With the semantics well defined, it is necessary to link the metadata to the Type 1 data by either embedding it into the resource (in case it is text-based) or associating it in a separate repository as detached metadata (utilised for both text and non-text). The syntax is also important to enable exchange. Well known standards include the use of the <META> tag in HTML 3.2 and HTML 4.0 documents. Recently, the W3C consortium has formally recommended the Resource Description Framework (RDF) as the model and syntax for metadata for machine interoperability.
As an internationally recognised standard developed for online resource discovery, the Dublin Core metadata standard has largely been driven by experts in the library and information technology communities. Dublin Core metadata consists of a set of 15 elements, some of which are ‘qualified’ by ‘schemes’ or qualifiers. The semantic meanings of these 15 elements are well defined and some of elements accept values only from a ‘controlled vocabulary’. Each element is optional and repeatable. Furthermore, metadata elements may appear in any order, and with no significance being attached to that order. A metadata element’s meaning is unaffected by whether or not the element is embedded in the resource that it describes.

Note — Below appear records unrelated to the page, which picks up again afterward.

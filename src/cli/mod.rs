//! CLI module for the chasqui test bridge.
//!
//! ## Commands
//!
//! - `discover <assemblies…>` - List the tests in the given assemblies
//! - `run <assemblies…>` - Run tests, streaming results to the console
//! - `filter <EXPR>` - Translate a host filter expression (debug)
//!
//! ## Modules
//!
//! - `commands` - Command implementations
//! - `reporter` - Console host sink
//!
//! ## Design
//!
//! The CLI uses clap for argument parsing with derive macros.
//! Command functions return `CliResult<T>` instead of calling `process::exit`.
//! Only the top-level `run()` function handles errors and exits.

// Enforce explicit error handling - no panicking in production code
#![deny(clippy::unwrap_used)]
#![deny(clippy::expect_used)]

pub mod commands;
pub mod reporter;

use std::fmt;
use std::path::PathBuf;
use std::process;

use clap::{Parser, Subcommand};

use commands::EngineOptions;

// ============================================================================
// CLI Error handling
// ============================================================================

/// Exit code for CLI operations.
#[derive(Debug, Clone, Copy, PartialEq, Eq)]
pub struct ExitCode(pub i32);

impl ExitCode {
    pub const SUCCESS: ExitCode = ExitCode(0);
    pub const FAILURE: ExitCode = ExitCode(1);
}

/// Error type for CLI operations.
///
/// Contains a user-facing message and an exit code. The CLI entry point
/// catches these errors, prints the message, and exits with the code.
#[derive(Debug)]
pub struct CliError {
    /// User-facing error message (already formatted for display)
    pub message: String,
    /// Exit code to return to the shell
    pub exit_code: ExitCode,
}

impl CliError {
    /// Create a new CLI error with a message and exit code.
    pub fn new(message: impl Into<String>, exit_code: ExitCode) -> Self {
        Self {
            message: message.into(),
            exit_code,
        }
    }

    /// Create a failure error (exit code 1).
    pub fn failure(message: impl Into<String>) -> Self {
        Self::new(message, ExitCode::FAILURE)
    }
}

impl fmt::Display for CliError {
    fn fmt(&self, f: &mut fmt::Formatter<'_>) -> fmt::Result {
        write!(f, "{}", self.message)
    }
}

impl std::error::Error for CliError {}

/// Result type for CLI operations.
pub type CliResult<T> = Result<T, CliError>;

const VERSION: &str = env!("CARGO_PKG_VERSION");

// ============================================================================
// Clap CLI definition
// ============================================================================

/// Bridge the Quipu test engine to host test platforms
#[derive(Parser, Debug)]
#[command(name = "chasqui")]
#[command(version = VERSION)]
#[command(about = "Bridge the Quipu test engine to host test platforms", long_about = None)]
pub struct Cli {
    #[command(subcommand)]
    pub command: Command,
}

#[derive(Subcommand, Debug)]
pub enum Command {
    /// List the tests in the given assemblies
    Discover {
        /// Test assemblies to explore
        #[arg(value_name = "ASSEMBLY")]
        assemblies: Vec<PathBuf>,
        /// Settings file (JSON)
        #[arg(long, value_name = "FILE")]
        settings: Option<PathBuf>,
        /// Engine executable to launch
        #[arg(long, value_name = "CMD")]
        engine: Option<PathBuf>,
        /// Verbose output
        #[arg(short, long)]
        verbose: bool,
    },

    /// Run tests, streaming results to the console
    Run {
        /// Test assemblies to run
        #[arg(value_name = "ASSEMBLY")]
        assemblies: Vec<PathBuf>,
        /// Host filter expression (e.g. "TestCategory=Fast&Priority=1")
        #[arg(short, long, value_name = "EXPR")]
        filter: Option<String>,
        /// The selection names explicit tests; do not exclude them
        #[arg(long)]
        explicit: bool,
        /// Design (IDE) mode: an empty filter runs everything passed in
        #[arg(long)]
        design: bool,
        /// Settings file (JSON)
        #[arg(long, value_name = "FILE")]
        settings: Option<PathBuf>,
        /// Engine executable to launch
        #[arg(long, value_name = "CMD")]
        engine: Option<PathBuf>,
        /// Verbose output
        #[arg(short, long)]
        verbose: bool,
    },

    /// Translate a host filter expression to engine filter XML (debug)
    Filter {
        /// Filter expression to translate
        #[arg(value_name = "EXPR")]
        expression: String,
    },
}

// ============================================================================
// CLI entry point
// ============================================================================

/// Main CLI entry point.
///
/// This is the only place where `process::exit` is called. All command
/// implementations return `CliResult` and errors are handled here.
pub fn run() {
    let cli = Cli::parse();

    match execute(cli) {
        Ok(exit_code) => {
            if exit_code.0 != 0 {
                process::exit(exit_code.0);
            }
        }
        Err(e) => {
            if !e.message.is_empty() {
                eprintln!("{}", e.message);
            }
            process::exit(e.exit_code.0);
        }
    }
}

/// Execute the CLI command and return result.
fn execute(cli: Cli) -> CliResult<ExitCode> {
    match cli.command {
        Command::Discover {
            assemblies,
            settings,
            engine,
            verbose,
        } => commands::discover(
            &assemblies,
            &EngineOptions {
                settings,
                engine,
                verbose,
            },
        ),
        Command::Run {
            assemblies,
            filter,
            explicit,
            design,
            settings,
            engine,
            verbose,
        } => commands::run(
            &assemblies,
            filter,
            explicit,
            design,
            &EngineOptions {
                settings,
                engine,
                verbose,
            },
        ),
        Command::Filter { expression } => commands::translate_filter(&expression),
    }
}

// ============================================================================
// Tests
// ============================================================================

#[cfg(test)]
#[allow(clippy::unwrap_used)]
mod tests {
    use super::*;

    #[test]
    fn test_cli_parse_discover() {
        let cli = Cli::try_parse_from(["chasqui", "discover", "suite.dll"]).unwrap();
        assert!(matches!(cli.command, Command::Discover { .. }));
    }

    #[test]
    fn test_cli_parse_run_with_filter() {
        let cli = Cli::try_parse_from([
            "chasqui",
            "run",
            "suite.dll",
            "-f",
            "TestCategory=Fast",
            "--explicit",
            "-v",
        ])
        .unwrap();
        if let Command::Run {
            assemblies,
            filter,
            explicit,
            verbose,
            ..
        } = cli.command
        {
            assert_eq!(assemblies, [PathBuf::from("suite.dll")]);
            assert_eq!(filter.as_deref(), Some("TestCategory=Fast"));
            assert!(explicit);
            assert!(verbose);
        } else {
            panic!("Expected Run command");
        }
    }

    #[test]
    fn test_cli_parse_run_multiple_assemblies() {
        let cli = Cli::try_parse_from(["chasqui", "run", "a.dll", "b.dll"]).unwrap();
        if let Command::Run { assemblies, .. } = cli.command {
            assert_eq!(assemblies.len(), 2);
        } else {
            panic!("Expected Run command");
        }
    }

    #[test]
    fn test_cli_parse_filter() {
        let cli =
            Cli::try_parse_from(["chasqui", "filter", "TestCategory=Urgent|Priority=1"]).unwrap();
        if let Command::Filter { expression } = cli.command {
            assert_eq!(expression, "TestCategory=Urgent|Priority=1");
        } else {
            panic!("Expected Filter command");
        }
    }

    #[test]
    fn test_cli_parse_settings_flags() {
        let cli = Cli::try_parse_from([
            "chasqui",
            "discover",
            "suite.dll",
            "--settings",
            "run.json",
            "--engine",
            "/opt/quipu/engine",
        ])
        .unwrap();
        if let Command::Discover {
            settings, engine, ..
        } = cli.command
        {
            assert_eq!(settings, Some(PathBuf::from("run.json")));
            assert_eq!(engine, Some(PathBuf::from("/opt/quipu/engine")));
        } else {
            panic!("Expected Discover command");
        }
    }
}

The DC metadata elements fall into three groups which roughly indicate the class or scope of information stored in them:
|
Content |
Intellectual Property |
Instantiation |
|
Title |
Creator |
Date |
|
Subject |
Publisher |
Type |
|
Description |
Contributor |
Format |
|
Source |
Rights |
Identifier |
|
Language |
||
|
Relation |
||
|
Coverage |
Table 3: Dublin Core Metadata Elements
Except for the elements DC.Subject and DC.Relation, other Dublin Core elements express a unique aspect of the resource without any relationship to other resources. That is, this reduced Dublin Core set is a pure Type 2 data and is referred to as "pure core elements" below.
DC.Subject and DC.Relation express information about the resource which cannot be viewed (or have little value when viewed) alone. The assignment of a value to DC.Subject implies the existence of other values in addition to the assigned value. Its usefulness improves greatly when a list of subjects is well defined, e.g., by applying LCSH on the DC.Subject element. The usefulness of the value assigned to DC.Relation will suffer when the online resource pointed to by this relationship changes e.g. due to aging or movement of resources. These and other elements that depend on Type 3 data relationships can be referred to as extended elements. Typical extended elements are those elements whose value will be constrained by controlled vocabularies (in this case, the controlled vocabulary list is a Type 3 data). However, some extended elements, such as annotations or commentary, can use free text as values.
For Subject Gateways (such as EdNA Online or MetaChem) there is a need to define further, finer grained elements which are relevant to the communities they support. Educational Subject Gateways will typically describe (or provide statements about) the pedagogy recommended by the resource owner, the expected level of the student using the resource and so on. Such information is not simply a description of the original resource but rather an evaluation of it.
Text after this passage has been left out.